Differential diagnoses: ANCA-associated vasculitis (e.g., GPA)—distinguished by presence of ANCA and pauci-immune GN; SLE—ANA, other autoantibodies; other pulmonary hemorrhage causes (coagulopathy, infection) [14].
Classification (Disease classification, not diagnosis):
• Within Chapel Hill Classification—anti-GBM disease classified as small-vessel vasculitis with in situ immune complex formation [2].
Treatment
• Plasmapheresis: rapid removal of circulating anti-GBM antibodies [5,4].
• Immunosuppression: high-dose corticosteroids plus cyclophosphamide; alternatives: rituximab, azathioprine for maintenance [8].
• Supportive care: dialysis for renal failure; respiratory support or intubation for pulmonary hemorrhage [4].

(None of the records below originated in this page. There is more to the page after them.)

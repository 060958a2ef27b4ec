//! Bar chart derivation from the selected rows
//!
//! `derive_chart` is a pure function of (dataset, selection, statistic). An empty
//! selection yields no chart at all; the caller decides what to show instead.

use crate::dataset::{Dataset, Row};
use crate::error::DashboardError;
use crate::selection::SelectionState;
use crate::statistic::Statistic;
use serde::Serialize;
use serde_json::{json, Value};

pub const CHART_TITLE: &str = "Interactive barchart";
pub const X_AXIS_LABEL: &str = "Region of interest";
/// Bar width grows with the number of bars
pub const BAR_WIDTH_PER_ROW: f64 = 0.09;
pub const ERROR_CAP_WIDTH: u32 = 35;
pub const ERROR_BAR_THICKNESS: u32 = 2;

/// Declarative description of the bar chart; rendering is the host's job
#[derive(Debug, Clone, PartialEq, Serialize)]
pub struct ChartSpec {
    pub statistic: Statistic,
    /// Row id behind each bar
    pub ids: Vec<usize>,
    pub categories: Vec<String>,
    /// NaN for blank cells (serialised as null)
    pub values: Vec<f64>,
    #[serde(skip_serializing_if = "Option::is_none")]
    pub error_values: Option<Vec<f64>>,
    pub bar_width: f64,
    pub error_cap_width: u32,
    pub title: &'static str,
    pub x_axis_label: &'static str,
    pub y_axis_label: &'static str,
}

/// Result of a derivation: the chart (if any) and recoverable conditions met on the way
#[derive(Debug, Clone, PartialEq)]
pub struct Derivation {
    pub chart: Option<ChartSpec>,
    pub notices: Vec<DashboardError>,
}

pub fn derive_chart(dataset: &Dataset, selection: &SelectionState, statistic: Statistic) -> Derivation {
    let mut notices = Vec::new();

    let resolved = selection.resolve(dataset);
    notices.extend(resolved.notice());
    let rows = resolved.rows;
    if rows.is_empty() {
        return Derivation { chart: None, notices };
    }

    let values = match statistic_values(dataset, &rows, statistic) {
        Ok(values) => values,
        Err(e) => {
            notices.push(e);
            return Derivation { chart: None, notices };
        }
    };

    let error_values = if statistic == Statistic::Mean {
        match dataset.confidence_interval_column() {
            Some(col) => Some(column_values(&rows, col)),
            None => {
                notices.push(DashboardError::MissingConfidenceIntervalColumn);
                None
            }
        }
    } else {
        None
    };

    let chart = ChartSpec {
        statistic,
        ids: rows.iter().map(|r| r.id).collect(),
        categories: rows.iter().map(|r| r.index.clone()).collect(),
        values,
        error_values,
        bar_width: BAR_WIDTH_PER_ROW * rows.len() as f64,
        error_cap_width: ERROR_CAP_WIDTH,
        title: CHART_TITLE,
        x_axis_label: X_AXIS_LABEL,
        y_axis_label: statistic.axis_label(),
    };

    Derivation {
        chart: Some(chart),
        notices,
    }
}

fn statistic_values(dataset: &Dataset, rows: &[&Row], statistic: Statistic) -> Result<Vec<f64>, DashboardError> {
    let column = dataset.require_column(statistic.column())?;
    if statistic != Statistic::ExcludedVoxels {
        return Ok(column_values(rows, column));
    }

    let voxels = dataset.require_column(Statistic::Voxels.column())?;
    Ok(rows
        .iter()
        .map(|r| {
            let excluded = r.cell(column).as_f64().unwrap_or(f64::NAN);
            let kept = r.cell(voxels).as_f64().unwrap_or(f64::NAN);
            excluded_percentage(excluded, kept)
        })
        .collect())
}

fn column_values(rows: &[&Row], column: usize) -> Vec<f64> {
    rows.iter()
        .map(|r| r.cell(column).as_f64().unwrap_or(f64::NAN))
        .collect()
}

/// Share of voxels excluded, as a percentage of all voxels in the region
pub fn excluded_percentage(excluded: f64, voxels: f64) -> f64 {
    let total = excluded + voxels;
    if total == 0.0 {
        0.0
    } else {
        excluded / total * 100.0
    }
}

impl ChartSpec {
    /// Plotly figure JSON for the host page
    pub fn to_figure(&self, background: &str, height: u32) -> Value {
        let mut trace = json!({
            "type": "bar",
            "x": self.categories,
            "y": self.values,
            "customdata": self.ids,
            "width": self.bar_width,
        });
        if let Some(errors) = &self.error_values {
            trace["error_y"] = json!({
                "type": "data",
                "array": errors,
                "thickness": ERROR_BAR_THICKNESS,
                "width": self.error_cap_width,
            });
        }

        json!({
            "data": [trace],
            "layout": {
                "title": self.title,
                "height": height,
                "xaxis": { "title": self.x_axis_label },
                "yaxis": { "title": self.y_axis_label },
                "plot_bgcolor": background,
                "paper_bgcolor": background,
            },
        })
    }
}

#[cfg(test)]
mod tests {
    use super::*;
    use crate::dataset::fixtures::{columns, row, three_rows};
    use crate::dataset::{Cell, ColumnDef, ColumnKind};

    fn all(ds: &Dataset) -> SelectionState {
        (0..ds.len()).collect()
    }

    fn round2(v: f64) -> f64 {
        (v * 100.0).round() / 100.0
    }

    #[test]
    fn test_excluded_voxels_percentage() {
        let ds = three_rows();
        let derivation = derive_chart(&ds, &all(&ds), Statistic::ExcludedVoxels);
        let chart = derivation.chart.unwrap();

        let rounded: Vec<f64> = chart.values.iter().map(|v| round2(*v)).collect();
        assert_eq!(rounded, vec![9.09, 9.09, 0.0]);
        assert!((chart.bar_width - 0.27).abs() < 1e-9);
        assert_eq!(chart.y_axis_label, "Percentage of voxels excluded");
        assert_eq!(chart.error_values, None);
        assert!(derivation.notices.is_empty());
    }

    #[test]
    fn test_single_row_mean_with_error_bars() {
        let ds = three_rows();
        let sel: SelectionState = [1].into_iter().collect();
        let chart = derive_chart(&ds, &sel, Statistic::Mean).chart.unwrap();

        assert_eq!(chart.categories, vec!["Putamen".to_string()]);
        assert_eq!(chart.values, vec![20.0]);
        assert_eq!(chart.error_values, Some(vec![2.5]));
        assert_eq!(chart.error_cap_width, 35);
        assert_eq!(chart.title, "Interactive barchart");
        assert_eq!(chart.x_axis_label, "Region of interest");
        assert_eq!(chart.y_axis_label, "Mean");
    }

    #[test]
    fn test_only_first_conf_int_column_used() {
        let mut cols = columns();
        cols.push(ColumnDef::new("Conf_Int_99", ColumnKind::Float));
        let mut r = row("Insula", 4.0, 0.4, 10, 1);
        r.push(crate::dataset::Cell::Float(9.9));
        let ds = Dataset::new(cols, vec![r]).unwrap();

        let chart = derive_chart(&ds, &all(&ds), Statistic::Mean).chart.unwrap();
        assert_eq!(chart.error_values, Some(vec![0.4]));
    }

    #[test]
    fn test_missing_conf_int_still_renders() {
        let cols: Vec<ColumnDef> = columns().into_iter().filter(|c| c.name != "Conf_Int_95").collect();
        let rows = vec![vec![
            crate::dataset::Cell::Text("Insula".to_string()),
            crate::dataset::Cell::Float(3.0),
        ]];
        let ds = Dataset::new(cols, rows).unwrap();

        let derivation = derive_chart(&ds, &all(&ds), Statistic::Mean);
        let chart = derivation.chart.unwrap();
        assert_eq!(chart.values, vec![3.0]);
        assert_eq!(chart.error_values, None);
        assert_eq!(derivation.notices, vec![DashboardError::MissingConfidenceIntervalColumn]);
    }

    #[test]
    fn test_direct_statistics_have_no_error_bars() {
        let ds = three_rows();
        for (stat, expected) in [
            (Statistic::StdDev, vec![1.0, 2.0, 1.5]),
            (Statistic::Min, vec![5.0, 15.0, 10.0]),
            (Statistic::Max, vec![15.0, 25.0, 20.0]),
            (Statistic::Voxels, vec![100.0, 200.0, 150.0]),
        ] {
            let chart = derive_chart(&ds, &all(&ds), stat).chart.unwrap();
            assert_eq!(chart.values, expected, "{}", stat);
            assert_eq!(chart.error_values, None);
            assert_eq!(chart.y_axis_label, stat.label());
        }
    }

    #[test]
    fn test_empty_selection_yields_no_chart() {
        let ds = three_rows();
        let derivation = derive_chart(&ds, &SelectionState::new(), Statistic::Mean);
        assert!(derivation.chart.is_none());
        assert!(derivation.notices.is_empty());
    }

    #[test]
    fn test_stale_ids_dropped() {
        let ds = three_rows();
        let sel: SelectionState = [0, 12].into_iter().collect();
        let derivation = derive_chart(&ds, &sel, Statistic::Voxels);
        let chart = derivation.chart.unwrap();
        assert_eq!(chart.ids, vec![0]);
        assert!((chart.bar_width - 0.09).abs() < 1e-12);
        assert_eq!(derivation.notices, vec![DashboardError::StaleSelection(vec![12])]);

        let only_stale: SelectionState = [12].into_iter().collect();
        assert!(derive_chart(&ds, &only_stale, Statistic::Voxels).chart.is_none());
    }

    #[test]
    fn test_derivation_is_idempotent() {
        let mut blank_mean = row("Insula", 0.0, 1.0, 50, 5);
        blank_mean[1] = Cell::Blank;
        let ds = Dataset::new(
            columns(),
            vec![row("Caudate", 10.0, 1.5, 100, 10), blank_mean, row("Thalamus", 15.0, 0.5, 150, 0)],
        )
        .unwrap();
        let sel: SelectionState = [0, 1, 2].into_iter().collect();
        let first = derive_chart(&ds, &sel, Statistic::Mean);
        let second = derive_chart(&ds, &sel, Statistic::Mean);

        // NaN != NaN, so compare what the host receives
        let first_json = serde_json::to_value(&first.chart).unwrap();
        assert_eq!(first_json, serde_json::to_value(&second.chart).unwrap());
        assert_eq!(first_json["values"][1], Value::Null);
        assert_eq!(first.notices, second.notices);
    }

    #[test]
    fn test_excluded_percentage_zero_total() {
        assert_eq!(excluded_percentage(0.0, 0.0), 0.0);
        assert_eq!(excluded_percentage(50.0, 50.0), 50.0);
    }

    #[test]
    fn test_figure_json() {
        let ds = three_rows();
        let chart = derive_chart(&ds, &all(&ds), Statistic::Mean).chart.unwrap();
        let figure = chart.to_figure("#f8f8f8", 500);

        assert_eq!(figure["data"][0]["type"], "bar");
        assert_eq!(figure["data"][0]["error_y"]["width"], 35);
        assert_eq!(figure["data"][0]["x"][2], "Thalamus");
        assert_eq!(figure["layout"]["yaxis"]["title"], "Mean");
        assert_eq!(figure["layout"]["paper_bgcolor"], "#f8f8f8");

        let chart = derive_chart(&ds, &all(&ds), Statistic::Max).chart.unwrap();
        assert!(chart.to_figure("#fff", 500)["data"][0].get("error_y").is_none());
    }
}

• Trigger avoidance: smoking cessation, avoid solvents, manage infections [4].
Clinical pearl: dual positive ANCA/anti-GBM cases may require prolonged immunosuppression [6].
Complications and Prognosis
Complications:
• Renal failure requiring long-term dialysis or transplant.

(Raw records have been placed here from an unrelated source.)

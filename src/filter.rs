//! Row filter expressions for the table view
//!
//! Supports a subset of Dash's `filter_query` syntax:
//!
//! ```text
//! {Mean} > 10 && {index} contains Cereb
//! {Excluded_Voxels} eq 0 and {Param_a} is blank
//! ```

use crate::dataset::{Cell, Dataset, Row};
use crate::error::DashboardError;
use std::cmp::Ordering;

#[derive(Debug, Clone, Copy, PartialEq, Eq)]
pub enum FilterOp {
    Eq,
    Ne,
    Lt,
    Le,
    Gt,
    Ge,
    Contains,
    IsBlank,
}

/// Symbolic and word forms; longer symbols first so `>=` wins over `>`
const OPERATORS: [(&str, FilterOp); 15] = [
    ("is blank", FilterOp::IsBlank),
    ("contains", FilterOp::Contains),
    (">=", FilterOp::Ge),
    ("<=", FilterOp::Le),
    ("!=", FilterOp::Ne),
    ("==", FilterOp::Eq),
    ("=", FilterOp::Eq),
    (">", FilterOp::Gt),
    ("<", FilterOp::Lt),
    ("eq", FilterOp::Eq),
    ("ne", FilterOp::Ne),
    ("lt", FilterOp::Lt),
    ("le", FilterOp::Le),
    ("gt", FilterOp::Gt),
    ("ge", FilterOp::Ge),
];

#[derive(Debug, Clone, PartialEq)]
struct Clause {
    column: usize,
    op: FilterOp,
    operand: String,
}

/// A parsed filter bound to a dataset's columns
#[derive(Debug, Clone, PartialEq)]
pub struct Filter {
    source: String,
    clauses: Vec<Clause>,
}

impl Filter {
    /// Parse `query` and resolve its column references against `dataset`
    pub fn parse(query: &str, dataset: &Dataset) -> Result<Self, DashboardError> {
        let mut clauses = Vec::new();
        for part in split_clauses(query) {
            let part = part.trim();
            if part.is_empty() {
                return Err(DashboardError::InvalidFilter(format!("empty clause in '{}'", query)));
            }
            clauses.push(parse_clause(part, dataset)?);
        }
        Ok(Self {
            source: query.trim().to_string(),
            clauses,
        })
    }

    pub fn source(&self) -> &str {
        &self.source
    }

    /// All clauses must hold
    pub fn matches(&self, row: &Row) -> bool {
        self.clauses.iter().all(|c| c.matches(row.cell(c.column)))
    }
}

const SEPARATORS: [&str; 2] = ["&&", " and "];

/// Split on `&&` and ` and `, except inside a quoted value
fn split_clauses(query: &str) -> Vec<&str> {
    let mut parts = Vec::new();
    let mut quote: Option<char> = None;
    let mut prev: Option<char> = None;
    let mut start = 0;
    let mut i = 0;

    while let Some(c) = query[i..].chars().next() {
        match quote {
            Some(q) if c == q => quote = None,
            Some(_) => {}
            None if (c == '"' || c == '\'') && opens_value(prev) => quote = Some(c),
            None => {
                if let Some(sep) = SEPARATORS.iter().find(|sep| query[i..].starts_with(**sep)) {
                    parts.push(&query[start..i]);
                    i += sep.len();
                    start = i;
                    prev = None;
                    continue;
                }
            }
        }
        prev = Some(c);
        i += c.len_utf8();
    }
    parts.push(&query[start..]);
    parts
}

/// A quote only starts a value after whitespace or an operator, so `O'Brien` stays literal
fn opens_value(prev: Option<char>) -> bool {
    match prev {
        None => true,
        Some(c) => c.is_whitespace() || matches!(c, '=' | '<' | '>'),
    }
}

fn parse_clause(part: &str, dataset: &Dataset) -> Result<Clause, DashboardError> {
    let invalid = |msg: &str| DashboardError::InvalidFilter(format!("{} in '{}'", msg, part));

    let rest = part
        .strip_prefix('{')
        .ok_or_else(|| invalid("expected '{column}'"))?;
    let close = rest.find('}').ok_or_else(|| invalid("unclosed '{'"))?;
    let name = rest[..close].trim();
    let column = dataset.require_column(name)?;
    let rest = rest[close + 1..].trim_start();

    let (op, operand) = OPERATORS
        .iter()
        .find_map(|(token, op)| {
            let tail = rest.strip_prefix(token)?;
            let is_word = token.chars().all(|c| c.is_ascii_alphabetic() || c == ' ');
            if is_word && !(tail.is_empty() || tail.starts_with(char::is_whitespace)) {
                return None;
            }
            Some((*op, tail.trim()))
        })
        .ok_or_else(|| invalid("unknown operator"))?;

    let operand = unquote(operand);
    if op != FilterOp::IsBlank && operand.is_empty() {
        return Err(invalid("missing value"));
    }

    Ok(Clause {
        column,
        op,
        operand: operand.to_string(),
    })
}

fn unquote(s: &str) -> &str {
    for q in ['"', '\''] {
        if s.len() >= 2 && s.starts_with(q) && s.ends_with(q) {
            return &s[1..s.len() - 1];
        }
    }
    s
}

impl Clause {
    fn matches(&self, cell: &Cell) -> bool {
        match self.op {
            FilterOp::IsBlank => return cell.is_blank(),
            FilterOp::Contains => return !cell.is_blank() && cell.display().contains(&self.operand),
            _ => {}
        }

        if cell.is_blank() {
            return self.op == FilterOp::Ne;
        }

        let ordering = match (cell.as_f64(), self.operand.parse::<f64>()) {
            (Some(value), Ok(target)) => value.partial_cmp(&target),
            _ => Some(cell.display().as_str().cmp(self.operand.as_str())),
        };
        let Some(ordering) = ordering else {
            return false;
        };

        match self.op {
            FilterOp::Eq => ordering == Ordering::Equal,
            FilterOp::Ne => ordering != Ordering::Equal,
            FilterOp::Lt => ordering == Ordering::Less,
            FilterOp::Le => ordering != Ordering::Greater,
            FilterOp::Gt => ordering == Ordering::Greater,
            FilterOp::Ge => ordering != Ordering::Less,
            FilterOp::Contains | FilterOp::IsBlank => unreachable!(),
        }
    }
}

• Recurrent pulmonary hemorrhage.
• Infections due to immunosuppression.
• Rare relapse.
Prognosis:
• With early treatment: 5-year survival ~80%, >80% overall initial survival [8,4].

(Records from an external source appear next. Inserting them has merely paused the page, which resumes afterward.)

//! First Gen applications
//!
//! Applications are listed through the GraphQL gateway in pages of
//! [`PAGE_SIZE`] and optionally narrowed down by name.

mod extractor;
mod filter;
mod model;

pub use extractor::{ApplicationsExtractor, PAGE_SIZE};
pub use filter::NameFilter;
pub use model::{Application, IdentifiedApplication};
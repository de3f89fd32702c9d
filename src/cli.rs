//! CLI helper functions
//!
//! Wires the stages together: list applications, identify them, create their
//! projects, then run `harness-upgrade` for each of them.

use crate::{
    client::HarnessClient,
    etl::{Extractor, Loader},
    harness::{ApplicationsExtractor, NameFilter, ProjectsLoader},
    transform::IdentifierAssigner,
    upgrade::{
        CommandExecutor, DryRunExecutor, MigrationKinds, MigrationReport, MigrationRunner,
        ProcessExecutor, Scopes, UpgradeSettings,
    },
};
use eyre::{Context, Result};
use std::path::PathBuf;
use url::Url;

/// Everything a migration run needs, resolved from the command line
#[derive(Clone)]
pub struct MigrateOptions {
    pub harness_url: Url,
    pub account: String,
    /// First Gen API key, used to list applications
    pub fg_token: String,
    /// Next Gen API key, used to create projects and by `harness-upgrade`
    pub ng_token: String,
    pub org: String,
    pub filter: NameFilter,
    pub scopes: Scopes,
    pub environment: String,
    pub kinds: MigrationKinds,
    pub output_dir: PathBuf,
    pub program: String,
    /// Skip project creation and log commands instead of running them
    pub dry_run: bool,
}

impl MigrateOptions {
    fn upgrade_settings(&self) -> UpgradeSettings {
        UpgradeSettings {
            api_key: self.ng_token.clone(),
            account: self.account.clone(),
            org: self.org.clone(),
            environment: self.environment.clone(),
            scopes: self.scopes,
        }
    }
}

/// Migrate all matching applications, running `harness-upgrade` for real
/// unless `dry_run` is set
pub async fn migrate(options: &MigrateOptions) -> Result<MigrationReport> {
    if options.dry_run {
        migrate_with(options, DryRunExecutor).await
    } else {
        migrate_with(options, ProcessExecutor).await
    }
}

/// Migrate all matching applications through the given executor
///
/// Pipeline: ApplicationsExtractor → IdentifierAssigner → ProjectsLoader → MigrationRunner
pub async fn migrate_with<E: CommandExecutor>(
    options: &MigrateOptions,
    executor: E,
) -> Result<MigrationReport> {
    log::info!("Listing First Gen applications of account {}", options.account);
    let fg_client = HarnessClient::try_new(options.harness_url.clone(), &options.fg_token)
        .context("Failed to create First Gen client")?;
    let extractor =
        ApplicationsExtractor::new(fg_client, &options.account, options.filter.clone());
    let applications = extractor.extract().await?;

    if applications.is_empty() {
        log::warn!("No applications to migrate");
        return Ok(MigrationReport::default());
    }

    let targets = IdentifierAssigner.assign_all(applications);
    if targets.is_empty() {
        log::warn!("No application has a usable project identifier, nothing to migrate");
        return Ok(MigrationReport::default());
    }

    if options.dry_run {
        log::info!("Dry run, skipping creation of {} project(s)", targets.len());
    } else {
        let ng_client = HarnessClient::try_new(options.harness_url.clone(), &options.ng_token)
            .context("Failed to create Next Gen client")?;
        ProjectsLoader::new(ng_client, &options.account, &options.org)
            .load(&targets)
            .await?;
    }

    std::fs::create_dir_all(&options.output_dir).with_context(|| {
        format!(
            "Failed to create output directory: {}",
            options.output_dir.display()
        )
    })?;

    let runner = MigrationRunner::new(executor, options.upgrade_settings(), options.kinds)
        .with_output_dir(&options.output_dir)
        .with_program(&options.program);
    let report = runner.run(&targets).await?;

    if report.is_success() {
        log::info!("✓ Migration finished: {}", report);
    } else {
        log::warn!("Migration finished with failures: {}", report);
        for (identifier, kind) in &report.failures {
            log::warn!("  {} failed for project {}", kind.label(), identifier);
        }
    }

    Ok(report)
}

• Without treatment: nearly universally fatal.
• Poor prognostic factors: dialysis dependence at presentation, high creatinine, extensive crescents, delayed treatment [2].
Remember
Early intervention markedly improves outcomes.
Summary Table
Section | Key High-Yield Points |
Aetiology | Anti-GBM antibodies against α3-NC1 collagen |
Risk factors | HLA-DR15/DR4, smoking, solvent exposure |
Pathophysiology | Linear IgG deposition, complement activation, capillaritis |
Clinical triad | Hemoptysis, glomerulonephritis, positive anti-GBM |
References
- Lee JY, et al. Goodpasture Syndrome. MSD Manual Professional. 2023.
- Hellmark T, Segelmark M. Diagnosis and classification of Goodpasture’s disease. Div Nephrol. 2014.
- Li T, McAdoo SP. Anti-GBM disease. BMJ Best Practice. 2024.
- Kathuria P, Batuman V. Goodpasture Syndrome. Medscape. 2023.
- Longo L, Martellucci S, Fusconi M. Goodpasture’s syndrome: a clinical update. Autoimmun Rev. 2015.
- Wikipedia contributors. Goodpasture syndrome. Accessed 2025.